The odd-numbered Iowa Senate districts weren’t on the ballot in 2020, but Republicans won both Iowa House seats that make up Senate district 41. Cherielynn Westrich defeated long-serving Democratic State Representative Mary Gaskill by about 800 votes in in House district 81. Jeff Shipley defeated Democrat Phil Miller by 166 votes in House district 82. That race was an expensive rematch of a 2018 context that Shipley won by just 37 votes.

The large margin for Trump gives Republicans a structural advantage going into the next Senate district 41 campaign. That said, turnout for a late January special will be far lower than for a general election. Whose base will be more fired up is anyone’s guess. Due to the ongoing COVID-19 pandemic, the Democratic nominee will likely avoid most in-person campaigning. Republicans may hold indoor campaign events, as they did across Iowa before the November election.

Candidate quality could be an important factor in the upcoming legislative race. Republican candidates for the Iowa House substantially underperformed the top of the GOP ticket in this area. My calculations show Trump received 58.4 percent of the vote in House district 81, where Westrich won with 53.1 percent. Trump gained 60.6 percent in House district 82, where Shipley (a sitting lawmaker) managed only 50.5 percent.

The open-seat contest between Stewart and Miller-Meeks was among the most competitive 2018 state Senate races. Total spending by the Democratic and Republican parties exceeded $535,000.
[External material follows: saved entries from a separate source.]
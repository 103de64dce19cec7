use serde::{Deserialize, Serialize};

/// Version number of an order item, used for compare-and-set transitions.
///
/// Items are written at version 1 and every accepted transition increments
/// the version by one.
#[derive(
    Debug, Clone, Copy, PartialEq, Eq, PartialOrd, Ord, Hash, Default, Serialize, Deserialize,
)]
#[serde(transparent)]
pub struct Version(i64);

impl Version {
    /// Creates a new version from a raw value.
    pub fn new(value: i64) -> Self {
        Self(value)
    }

    /// Returns the version of a freshly inserted item.
    pub fn first() -> Self {
        Self(1)
    }

    /// Returns the next version.
    pub fn next(&self) -> Self {
        Self(self.0 + 1)
    }

    /// Returns the raw version value.
    pub fn as_i64(&self) -> i64 {
        self.0
    }
}

impl std::fmt::Display for Version {
    fn fmt(&self, f: &mut std::fmt::Formatter<'_>) -> std::fmt::Result {
        write!(f, "{}", self.0)
    }
}

impl From<i64> for Version {
    fn from(value: i64) -> Self {
        Self(value)
    }
}

#[cfg(test)]
mod tests {
    use super::*;

    #[test]
    fn version_starts_at_one_and_increments() {
        let v = Version::first();
        assert_eq!(v.as_i64(), 1);
        assert_eq!(v.next(), Version::new(2));
        assert!(v < v.next());
    }
}
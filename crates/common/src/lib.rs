//! Shared types for the marketplace order core.

mod money;
mod status;
mod types;

pub use money::Money;
pub use status::{ItemStatus, UnknownStatus};
pub use types::{OrderId, ProductId, UserId};
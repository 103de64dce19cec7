//! Catalog reader trait and in-memory implementation.

use std::collections::HashMap;
use std::sync::{Arc, PoisonError, RwLock};

use async_trait::async_trait;
use common::{Money, ProductId, UserId};

use super::CollaboratorError;

/// Price and ownership of a product as of the moment it was read.
#[derive(Debug, Clone, PartialEq, Eq)]
pub struct ProductSnapshot {
    pub unit_price: Money,
    pub seller_id: UserId,
    pub name: String,
    pub image_urls: Vec<String>,
}

impl ProductSnapshot {
    pub fn new(seller_id: UserId, name: impl Into<String>, unit_price: Money) -> Self {
        Self {
            unit_price,
            seller_id,
            name: name.into(),
            image_urls: Vec::new(),
        }
    }

    /// Adds an image URL.
    pub fn with_image(mut self, url: impl Into<String>) -> Self {
        self.image_urls.push(url.into());
        self
    }
}

/// Resolves products at checkout time.
#[async_trait]
pub trait CatalogReader: Send + Sync {
    /// Returns the current price, seller and display data of a product.
    ///
    /// Fails with [`CollaboratorError::ProductNotFound`] if the product no
    /// longer exists.
    async fn resolve_for_order(
        &self,
        product_id: ProductId,
    ) -> Result<ProductSnapshot, CollaboratorError>;
}

#[derive(Debug, Default)]
struct InMemoryCatalogState {
    products: HashMap<ProductId, ProductSnapshot>,
    fail_on_resolve: bool,
}

/// In-memory catalog for tests and local runs.
#[derive(Debug, Clone, Default)]
pub struct InMemoryCatalog {
    state: Arc<RwLock<InMemoryCatalogState>>,
}

impl InMemoryCatalog {
    /// Creates an empty catalog.
    pub fn new() -> Self {
        Self::default()
    }

    /// Inserts or replaces a product.
    pub fn put_product(&self, product_id: ProductId, snapshot: ProductSnapshot) {
        self.state
            .write()
            .unwrap_or_else(PoisonError::into_inner)
            .products
            .insert(product_id, snapshot);
    }

    /// Removes a product, as if it had been delisted.
    pub fn remove_product(&self, product_id: ProductId) {
        self.state
            .write()
            .unwrap_or_else(PoisonError::into_inner)
            .products
            .remove(&product_id);
    }

    /// Changes the price of a listed product.
    pub fn set_price(&self, product_id: ProductId, unit_price: Money) {
        let mut state = self.state.write().unwrap_or_else(PoisonError::into_inner);
        if let Some(product) = state.products.get_mut(&product_id) {
            product.unit_price = unit_price;
        }
    }

    /// Configures the catalog to fail every resolve call.
    pub fn set_fail_on_resolve(&self, fail: bool) {
        self.state
            .write()
            .unwrap_or_else(PoisonError::into_inner)
            .fail_on_resolve = fail;
    }
}

#[async_trait]
impl CatalogReader for InMemoryCatalog {
    async fn resolve_for_order(
        &self,
        product_id: ProductId,
    ) -> Result<ProductSnapshot, CollaboratorError> {
        let state = self.state.read().unwrap_or_else(PoisonError::into_inner);

        if state.fail_on_resolve {
            return Err(CollaboratorError::Unavailable(
                "catalog offline".to_string(),
            ));
        }

        state
            .products
            .get(&product_id)
            .cloned()
            .ok_or(CollaboratorError::ProductNotFound(product_id))
    }
}

#[cfg(test)]
mod tests {
    use super::*;

    #[tokio::test]
    async fn resolves_listed_product() {
        let catalog = InMemoryCatalog::new();
        let product = ProductId::new();
        let seller = UserId::new();
        catalog.put_product(
            product,
            ProductSnapshot::new(seller, "Widget", Money::from_cents(1000)).with_image("a.png"),
        );

        let snapshot = catalog.resolve_for_order(product).await.unwrap();
        assert_eq!(snapshot.seller_id, seller);
        assert_eq!(snapshot.unit_price.cents(), 1000);
        assert_eq!(snapshot.image_urls, vec!["a.png".to_string()]);
    }

    #[tokio::test]
    async fn unknown_product_is_not_found() {
        let catalog = InMemoryCatalog::new();
        let product = ProductId::new();

        let result = catalog.resolve_for_order(product).await;
        assert!(matches!(result, Err(CollaboratorError::ProductNotFound(id)) if id == product));
    }

    #[tokio::test]
    async fn price_changes_are_visible_to_later_reads() {
        let catalog = InMemoryCatalog::new();
        let product = ProductId::new();
        catalog.put_product(
            product,
            ProductSnapshot::new(UserId::new(), "Widget", Money::from_cents(1000)),
        );
        catalog.set_price(product, Money::from_cents(1500));

        let snapshot = catalog.resolve_for_order(product).await.unwrap();
        assert_eq!(snapshot.unit_price.cents(), 1500);
    }

    #[tokio::test]
    async fn fail_on_resolve() {
        let catalog = InMemoryCatalog::new();
        catalog.set_fail_on_resolve(true);

        let result = catalog.resolve_for_order(ProductId::new()).await;
        assert!(matches!(result, Err(CollaboratorError::Unavailable(_))));
    }
}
The certified results show Stewart had the advantage in Wapello and Jefferson precincts, but that wasn’t enough to overcome the lopsided Republican vote in Davis and Van Buren counties.

Although Stewart fell short against Miller-Meeks (who had high name ID in the area), she outperformed Democratic candidate for governor Fred Hubbell. He received 45.4 percent of the vote in the Senate district 41 precincts, while Reynolds won 52.4 percent.

The stakes are not particularly high for this special election. Regardless of the outcome, Republicans will control the upper chamber (with a 32-18 majority if they hold Senate district 41, or a 31-19 majority if a Democrat prevails). Miller-Meeks’ successor will have to face the voters again in 2022, and the district may look entirely different under the map Iowa lawmakers will adopt sometime next year.